My $0.02 worth

First off, I agreed with Kent's assessment that what you do on your own time, on your own property, is none of your boss's business. I also agree that your boss has the formal right to fire you for any reason he chooses. But you're not obligated to tell him the truth about what you do on your own time, or who you associate with, or anything else that's none of his business. I've lied on every one of those friggin' personality tests I ever took to get a job. If my boss wants to pry into my ass, he'll have to do it without my help.

More fundamentally, though: I said the boss has a *formal* right to fire you. But the proper question is not, as framed by debates between right-wing style libertarians and big government liberals, whether the government should be able to permit your boss to impose demeaning conditions of employment. The proper question to ask is, what kind of allegedly "free market" allows it? Why are we so dependent on wage labor in the first place, and so desperate to take a job on any terms, that we accept such demeaning conditions?
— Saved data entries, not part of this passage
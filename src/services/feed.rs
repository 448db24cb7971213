/// Feed resolution
///
/// Filtering and ranking run in SQL over the whole posts table
/// (`post_repo::list_feed_page`), so pagination applies after a complete
/// ordering. `rank_feed` is the pure, unit-testable statement of the same
/// predicate and ordering; it shares `viewer_may_see` with the per-item
/// gates, so bulk and single-item decisions cannot drift. The orchestration
/// wrapper loads one page and annotates it with grouped engagement counts
/// (two queries, not one per post).
use crate::db::{comment_repo, like_repo, post_repo};
use crate::models::FeedCandidate;
use crate::services::visibility::viewer_may_see;
use chrono::{DateTime, Utc};
use serde::{Deserialize, Serialize};
use sqlx::PgPool;
use std::collections::{HashMap, HashSet};
use uuid::Uuid;

/// One feed item as served to clients.
#[derive(Debug, Clone, Serialize, Deserialize)]
pub struct FeedPost {
    pub id: Uuid,
    pub title: String,
    pub image_post: Option<String>,
    pub owner: String,
    pub likes_count: i64,
    pub commentaries_count: i64,
    pub created_at: DateTime<Utc>,
}

/// Ranking tier: 1 for owners the viewer follows (and the viewer's own
/// posts), 0 otherwise. Self-follow edges are rejected at write time, so
/// the viewer's own posts earn the tier explicitly.
fn priority_of(viewer: Uuid, owner: Uuid, following: &HashSet<Uuid>) -> i32 {
    if owner == viewer || following.contains(&owner) {
        1
    } else {
        0
    }
}

/// Filter and order feed candidates for a viewer.
///
/// Anonymous viewers get public-owner posts, newest first. Authenticated
/// viewers get the candidates passing `viewer_may_see`, ordered by priority
/// tier descending and then by creation time descending within each tier.
/// An empty candidate set yields an empty feed, never an error.
pub fn rank_feed(
    viewer: Option<Uuid>,
    candidates: Vec<FeedCandidate>,
    following: &HashSet<Uuid>,
    blocked: &HashSet<Uuid>,
) -> Vec<FeedCandidate> {
    let mut visible: Vec<FeedCandidate> = candidates
        .into_iter()
        .filter(|c| {
            viewer_may_see(
                viewer,
                c.owner_id,
                c.owner_privacy,
                following.contains(&c.owner_id),
                blocked.contains(&c.owner_id),
            )
        })
        .collect();

    match viewer {
        None => {
            visible.sort_by(|a, b| b.created_at.cmp(&a.created_at));
        }
        Some(viewer) => {
            visible.sort_by(|a, b| {
                let pa = priority_of(viewer, a.owner_id, following);
                let pb = priority_of(viewer, b.owner_id, following);
                pb.cmp(&pa).then_with(|| b.created_at.cmp(&a.created_at))
            });
        }
    }

    visible
}

/// Resolve one feed page for a viewer and annotate it with like and
/// comment counts. Read-only.
pub async fn resolve_feed(
    pool: &PgPool,
    viewer: Option<Uuid>,
    limit: i64,
    offset: i64,
) -> Result<Vec<FeedPost>, sqlx::Error> {
    let page = post_repo::list_feed_page(pool, viewer, limit, offset).await?;

    if page.is_empty() {
        return Ok(Vec::new());
    }

    let post_ids: Vec<Uuid> = page.iter().map(|c| c.post_id).collect();
    let likes: HashMap<Uuid, i64> = like_repo::count_by_posts(pool, &post_ids)
        .await?
        .into_iter()
        .collect();
    let comments: HashMap<Uuid, i64> = comment_repo::count_by_posts(pool, &post_ids)
        .await?
        .into_iter()
        .collect();

    Ok(page
        .into_iter()
        .map(|c| FeedPost {
            id: c.post_id,
            title: c.title,
            image_post: c.image_post,
            owner: c.owner_username,
            likes_count: likes.get(&c.post_id).copied().unwrap_or(0),
            commentaries_count: comments.get(&c.post_id).copied().unwrap_or(0),
            created_at: c.created_at,
        })
        .collect())
}
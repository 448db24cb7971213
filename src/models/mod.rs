/// Database entities
///
/// One struct per table, mapped with `sqlx::FromRow`. Request/response DTOs
/// live next to their handlers; joined projection rows live next to the
/// repository queries that produce them.
use chrono::{DateTime, Utc};
use serde::{Deserialize, Serialize};
use uuid::Uuid;

/// Profile visibility. Stored as TEXT (`public` / `private`).
#[derive(
    Debug, Clone, Copy, PartialEq, Eq, Serialize, Deserialize, sqlx::Type,
)]
#[serde(rename_all = "lowercase")]
#[sqlx(type_name = "text", rename_all = "lowercase")]
pub enum PrivacySetting {
    Public,
    Private,
}

impl Default for PrivacySetting {
    fn default() -> Self {
        PrivacySetting::Public
    }
}

#[derive(Debug, Clone, Serialize, Deserialize, sqlx::FromRow)]
pub struct User {
    pub id: Uuid,
    pub username: String,
    pub email: String,
    #[serde(skip_serializing)]
    pub password_hash: String,
    pub is_staff: bool,
    pub created_at: DateTime<Utc>,
}

#[derive(Debug, Clone, Serialize, Deserialize, sqlx::FromRow)]
pub struct Profile {
    pub id: Uuid,
    pub user_id: Uuid,
    pub description: Option<String>,
    pub image_profile: Option<String>,
    pub privacy_setting: PrivacySetting,
    pub created_at: DateTime<Utc>,
}

#[derive(Debug, Clone, Serialize, Deserialize, sqlx::FromRow)]
pub struct Post {
    pub id: Uuid,
    pub owner_id: Uuid,
    pub title: String,
    pub body: String,
    pub image_post: Option<String>,
    pub created_at: DateTime<Utc>,
}

#[derive(Debug, Clone, Serialize, Deserialize, sqlx::FromRow)]
pub struct Follower {
    pub id: Uuid,
    pub follower_id: Uuid,
    pub following_id: Uuid,
    pub created_at: DateTime<Utc>,
}

#[derive(Debug, Clone, Serialize, Deserialize, sqlx::FromRow)]
pub struct Like {
    pub id: Uuid,
    pub user_id: Uuid,
    pub post_id: Uuid,
    pub created_at: DateTime<Utc>,
}

#[derive(Debug, Clone, Serialize, Deserialize, sqlx::FromRow)]
pub struct Commentary {
    pub id: Uuid,
    pub user_id: Uuid,
    pub post_id: Uuid,
    pub body: String,
    pub created_at: DateTime<Utc>,
}

#[derive(Debug, Clone, Serialize, Deserialize, sqlx::FromRow)]
pub struct Blocked {
    pub id: Uuid,
    pub blocker_id: Uuid,
    pub blocked_id: Uuid,
    pub created_at: DateTime<Utc>,
}

#[derive(Debug, Clone, Serialize, Deserialize, sqlx::FromRow)]
pub struct AuthToken {
    pub id: Uuid,
    pub user_id: Uuid,
    pub token_hash: String,
    pub created_at: DateTime<Utc>,
}

#[derive(Debug, Clone, Serialize, Deserialize, sqlx::FromRow)]
pub struct ScheduledPost {
    pub id: Uuid,
    pub owner_id: Uuid,
    pub title: String,
    pub body: String,
    pub publish_at: DateTime<Utc>,
    pub created_at: DateTime<Utc>,
}

/// Path users see when a profile has no uploaded image.
pub const DEFAULT_PROFILE_IMAGE: &str = "static/default_image/default_profile.png";

// Projection rows produced by joined queries. Field names double as the
// JSON keys of the corresponding responses.

/// Raw feed candidate: a post joined with its owner's username and privacy.
/// Owners without a profile row read as public.
#[derive(Debug, Clone, Serialize, Deserialize, sqlx::FromRow)]
pub struct FeedCandidate {
    pub post_id: Uuid,
    pub title: String,
    pub image_post: Option<String>,
    pub owner_id: Uuid,
    pub owner_username: String,
    pub owner_privacy: PrivacySetting,
    pub created_at: DateTime<Utc>,
}

/// Post joined with its owner's username, for the detail endpoint.
#[derive(Debug, Clone, Serialize, Deserialize, sqlx::FromRow)]
pub struct PostWithOwner {
    pub id: Uuid,
    pub owner_id: Uuid,
    pub title: String,
    pub body: String,
    pub image_post: Option<String>,
    pub owner: String,
    pub created_at: DateTime<Utc>,
}

/// Commentary joined with its author's username.
#[derive(Debug, Clone, Serialize, Deserialize, sqlx::FromRow)]
pub struct CommentWithAuthor {
    pub id: Uuid,
    pub user: String,
    pub body: String,
    pub created_at: DateTime<Utc>,
}

/// Like joined with the liking user's username.
#[derive(Debug, Clone, Serialize, Deserialize, sqlx::FromRow)]
pub struct LikeWithUser {
    pub id: Uuid,
    pub user: String,
}

/// Block edge joined with the blocked user's username.
#[derive(Debug, Clone, Serialize, Deserialize, sqlx::FromRow)]
pub struct BlockedUserEntry {
    pub id: Uuid,
    pub blocked: String,
}

/// Like joined with the liked post's title, for the viewer's liked list.
#[derive(Debug, Clone, Serialize, Deserialize, sqlx::FromRow)]
pub struct LikedPostEntry {
    pub id: Uuid,
    pub post: String,
    pub created_at: DateTime<Utc>,
}

/// Per-user engagement counters for profile pages.
#[derive(Debug, Clone, Serialize, Deserialize, sqlx::FromRow)]
pub struct ProfileCounts {
    pub following: i64,
    pub followers: i64,
    pub liked: i64,
    pub blocked: i64,
}
/// Post endpoints: the resolved feed, post CRUD, and post image upload.
use crate::config::Config;
use crate::db::{comment_repo, like_repo, post_repo, scheduled_post_repo};
use crate::error::{AppError, Result};
use crate::handlers::Pagination;
use crate::middleware::{CurrentUser, MaybeUser};
use crate::models::{CommentWithAuthor, Post, PostWithOwner};
use crate::services::{feed, media, visibility};
use actix_multipart::Multipart;
use actix_web::{web, HttpResponse};
use chrono::{DateTime, Utc};
use futures_util::StreamExt;
use serde::{Deserialize, Serialize};
use sqlx::PgPool;
use uuid::Uuid;
use validator::Validate;

#[derive(Debug, Deserialize, Validate)]
pub struct CreatePostRequest {
    #[validate(length(min = 1, max = 255))]
    pub title: String,
    #[validate(length(min = 1))]
    pub body: String,
    /// Future timestamps queue the post for the publisher job.
    pub scheduled_at: Option<DateTime<Utc>>,
}

#[derive(Debug, Deserialize, Validate)]
pub struct UpdatePostRequest {
    #[validate(length(min = 1, max = 255))]
    pub title: Option<String>,
    #[validate(length(min = 1))]
    pub body: Option<String>,
}

#[derive(Debug, Serialize)]
pub struct PostDetailResponse {
    pub id: Uuid,
    pub title: String,
    pub body: String,
    pub image_post: Option<String>,
    pub owner: String,
    pub likes_count: i64,
    pub commentaries_count: i64,
    pub commentaries: Vec<CommentWithAuthor>,
    pub created_at: DateTime<Utc>,
}

pub(super) async fn load_post(pool: &PgPool, id: Uuid) -> Result<Post> {
    post_repo::find_post_by_id(pool, id)
        .await?
        .ok_or_else(|| AppError::NotFound("Post not found.".to_string()))
}

/// The feed: viewer-filtered, ranked, paginated. Anonymous viewers are
/// served the public-only listing.
pub async fn list_posts(
    pool: web::Data<PgPool>,
    viewer: MaybeUser,
    pagination: web::Query<Pagination>,
) -> Result<HttpResponse> {
    let viewer_id = viewer.0.map(|c| c.user.id);

    let page =
        feed::resolve_feed(&pool, viewer_id, pagination.limit(), pagination.offset()).await?;

    Ok(HttpResponse::Ok().json(page))
}

pub async fn create_post(
    pool: web::Data<PgPool>,
    current: CurrentUser,
    req: web::Json<CreatePostRequest>,
) -> Result<HttpResponse> {
    req.validate()?;

    match req.scheduled_at {
        Some(publish_at) if publish_at > Utc::now() => {
            let scheduled = scheduled_post_repo::create(
                &pool,
                current.user.id,
                &req.title,
                &req.body,
                publish_at,
            )
            .await?;

            tracing::info!(
                scheduled_id = %scheduled.id,
                publish_at = %scheduled.publish_at,
                "Post scheduled"
            );
            Ok(HttpResponse::Accepted().json(scheduled))
        }
        Some(publish_at) => {
            // Past timestamps publish immediately, dated as requested.
            let post =
                post_repo::create_post_at(&pool, current.user.id, &req.title, &req.body, publish_at)
                    .await?;
            Ok(HttpResponse::Created().json(post))
        }
        None => {
            let post = post_repo::create_post(&pool, current.user.id, &req.title, &req.body).await?;
            Ok(HttpResponse::Created().json(post))
        }
    }
}

/// Post detail with body and comments, behind the per-item view gate.
pub async fn get_post(
    pool: web::Data<PgPool>,
    current: CurrentUser,
    path: web::Path<Uuid>,
) -> Result<HttpResponse> {
    let post: PostWithOwner = post_repo::find_with_owner(&pool, path.into_inner())
        .await?
        .ok_or_else(|| AppError::NotFound("Post not found.".to_string()))?;

    visibility::check_can_view(&pool, current.user.id, post.owner_id).await?;

    let commentaries = comment_repo::list_for_post(&pool, post.id).await?;
    let likes_count = like_repo::count_by_posts(&pool, &[post.id])
        .await?
        .first()
        .map(|(_, n)| *n)
        .unwrap_or(0);

    Ok(HttpResponse::Ok().json(PostDetailResponse {
        id: post.id,
        title: post.title,
        body: post.body,
        image_post: post.image_post,
        owner: post.owner,
        likes_count,
        commentaries_count: commentaries.len() as i64,
        commentaries,
        created_at: post.created_at,
    }))
}

pub async fn update_post(
    pool: web::Data<PgPool>,
    current: CurrentUser,
    path: web::Path<Uuid>,
    req: web::Json<UpdatePostRequest>,
) -> Result<HttpResponse> {
    req.validate()?;

    let post = load_post(&pool, path.into_inner()).await?;
    if post.owner_id != current.user.id {
        return Err(AppError::Forbidden(
            "You do not have permission to edit this post.".to_string(),
        ));
    }

    let updated =
        post_repo::update_post(&pool, post.id, req.title.as_deref(), req.body.as_deref()).await?;

    Ok(HttpResponse::Ok().json(updated))
}

pub async fn delete_post(
    pool: web::Data<PgPool>,
    current: CurrentUser,
    path: web::Path<Uuid>,
) -> Result<HttpResponse> {
    let post = load_post(&pool, path.into_inner()).await?;
    if post.owner_id != current.user.id {
        return Err(AppError::Forbidden(
            "You do not have permission to delete this post.".to_string(),
        ));
    }

    post_repo::delete_post(&pool, post.id).await?;
    Ok(HttpResponse::NoContent().finish())
}

pub async fn upload_post_image(
    pool: web::Data<PgPool>,
    config: web::Data<Config>,
    current: CurrentUser,
    path: web::Path<Uuid>,
    mut payload: Multipart,
) -> Result<HttpResponse> {
    let post = load_post(&pool, path.into_inner()).await?;
    if post.owner_id != current.user.id {
        return Err(AppError::Forbidden(
            "You do not have permission to edit this post.".to_string(),
        ));
    }

    while let Some(item) = payload.next().await {
        let mut field =
            item.map_err(|e| AppError::BadRequest(format!("Invalid multipart payload: {e}")))?;

        if field.name() != Some("image") {
            continue;
        }

        let image_path =
            media::store_image(&config.media, media::POST_IMAGE_PREFIX, &post.title, &mut field)
                .await?;

        let updated = post_repo::set_image(&pool, post.id, &image_path).await?;
        return Ok(HttpResponse::Ok().json(updated));
    }

    Err(AppError::Validation("Image field is required.".to_string()))
}

pub fn configure(cfg: &mut web::ServiceConfig) {
    cfg.route("/posts", web::get().to(list_posts))
        .route("/posts", web::post().to(create_post))
        .route("/posts/{id}", web::get().to(get_post))
        .route("/posts/{id}", web::patch().to(update_post))
        .route("/posts/{id}", web::delete().to(delete_post))
        .route("/posts/{id}/image", web::post().to(upload_post_image));
}
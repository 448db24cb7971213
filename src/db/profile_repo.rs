use crate::models::{PrivacySetting, Profile, ProfileCounts};
use sqlx::PgPool;
use uuid::Uuid;

pub async fn get_by_user_id(pool: &PgPool, user_id: Uuid) -> Result<Option<Profile>, sqlx::Error> {
    let profile = sqlx::query_as::<_, Profile>(
        r#"
        SELECT id, user_id, description, image_profile, privacy_setting, created_at
        FROM profiles
        WHERE user_id = $1
        "#,
    )
    .bind(user_id)
    .fetch_optional(pool)
    .await?;

    Ok(profile)
}

/// Lazily create the profile row on first write.
pub async fn get_or_create(pool: &PgPool, user_id: Uuid) -> Result<Profile, sqlx::Error> {
    let inserted = sqlx::query_as::<_, Profile>(
        r#"
        INSERT INTO profiles (id, user_id)
        VALUES ($1, $2)
        ON CONFLICT (user_id) DO NOTHING
        RETURNING id, user_id, description, image_profile, privacy_setting, created_at
        "#,
    )
    .bind(Uuid::new_v4())
    .bind(user_id)
    .fetch_optional(pool)
    .await?;

    match inserted {
        Some(profile) => Ok(profile),
        None => get_by_user_id(pool, user_id)
            .await?
            .ok_or(sqlx::Error::RowNotFound),
    }
}

/// Partial update; absent fields keep their current value.
pub async fn update(
    pool: &PgPool,
    user_id: Uuid,
    description: Option<&str>,
    privacy_setting: Option<PrivacySetting>,
) -> Result<Profile, sqlx::Error> {
    get_or_create(pool, user_id).await?;

    let profile = sqlx::query_as::<_, Profile>(
        r#"
        UPDATE profiles
        SET description = COALESCE($2, description),
            privacy_setting = COALESCE($3, privacy_setting)
        WHERE user_id = $1
        RETURNING id, user_id, description, image_profile, privacy_setting, created_at
        "#,
    )
    .bind(user_id)
    .bind(description)
    .bind(privacy_setting)
    .fetch_one(pool)
    .await?;

    Ok(profile)
}

pub async fn set_image(
    pool: &PgPool,
    user_id: Uuid,
    image_path: &str,
) -> Result<Profile, sqlx::Error> {
    get_or_create(pool, user_id).await?;

    let profile = sqlx::query_as::<_, Profile>(
        r#"
        UPDATE profiles
        SET image_profile = $2
        WHERE user_id = $1
        RETURNING id, user_id, description, image_profile, privacy_setting, created_at
        "#,
    )
    .bind(user_id)
    .bind(image_path)
    .fetch_one(pool)
    .await?;

    Ok(profile)
}

/// Privacy of an owner; users without a profile row read as public.
pub async fn privacy_of(pool: &PgPool, user_id: Uuid) -> Result<PrivacySetting, sqlx::Error> {
    let privacy = sqlx::query_scalar::<_, PrivacySetting>(
        r#"
        SELECT COALESCE(
            (SELECT privacy_setting FROM profiles WHERE user_id = $1),
            'public'
        )
        "#,
    )
    .bind(user_id)
    .fetch_one(pool)
    .await?;

    Ok(privacy)
}

/// Follower/following/liked/blocked counters shown on profile pages.
pub async fn counts_for_user(pool: &PgPool, user_id: Uuid) -> Result<ProfileCounts, sqlx::Error> {
    let counts = sqlx::query_as::<_, ProfileCounts>(
        r#"
        SELECT
            (SELECT COUNT(*) FROM followers WHERE follower_id = $1) AS following,
            (SELECT COUNT(*) FROM followers WHERE following_id = $1) AS followers,
            (SELECT COUNT(*) FROM likes WHERE user_id = $1) AS liked,
            (SELECT COUNT(*) FROM blocked WHERE blocker_id = $1) AS blocked
        "#,
    )
    .bind(user_id)
    .fetch_one(pool)
    .await?;

    Ok(counts)
}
I would argue that government has played a massive role in recent centuries in reducing the bargaining power of labor, by shifting ownership of the means of production from working people to the rich (Enclosures and other land robberies), enforcing artificial property rights and scarcity that make capital expensive and difficult for ordinary people to obtain, enforcing regulations and licensing that erect barriers to small-scale production using spare capacity in the capital goods that ordinary people own anyway, etc.

As for whether hierarchies like those inside the corporation are evil as such, I'd have to say yes. They should not be forcibly suppressed or forbidden. And even in a free society, they might be chosen when their evils are outweighed by other evils, or by their increased efficiency benefits in some limited cases. But they're still evil as such. The reason they're evil is what Charles Johnson and Matt Mackenzie, in their work on Thick Libertarianism, call "entailment thickness." Most libertarians don't adopt libertarianism because they were first converted to the nonaggression principle, and then deduced the rest of the program from that principle. They come to libertarianism, and are exposed to and persuaded by the nonaggression principle, because they are first drawn to the philosophy by its resonance with general cultural values they already hold. And I would argue that even voluntary hierarchy and authority should be repugnant to libertarians, for the very cultural reasons and personal values that drew them to libertarianism.

Hierarchy promotes a culture of obedience and command, of submission to authority, that cannot be compartmentalized in the workplace. A person who spends half his working hours internalizing that culture of deference in the workplace, and seeing his material security and survival as dependent on submitting to and pleasing someone else, substituting the authority figure's priorities and judgments for their own, etc., is extremely unlikely to possess the character traits required for resisting the claims of authority outside the workplace.

It was for this reason that the founding generation so feared standing armies. Not just that they would be used against the civilian population. But that they would be a "school for slaves," that they would cultivate an internal culture of authoritarianism that was inimical to the values of the surrounding societies.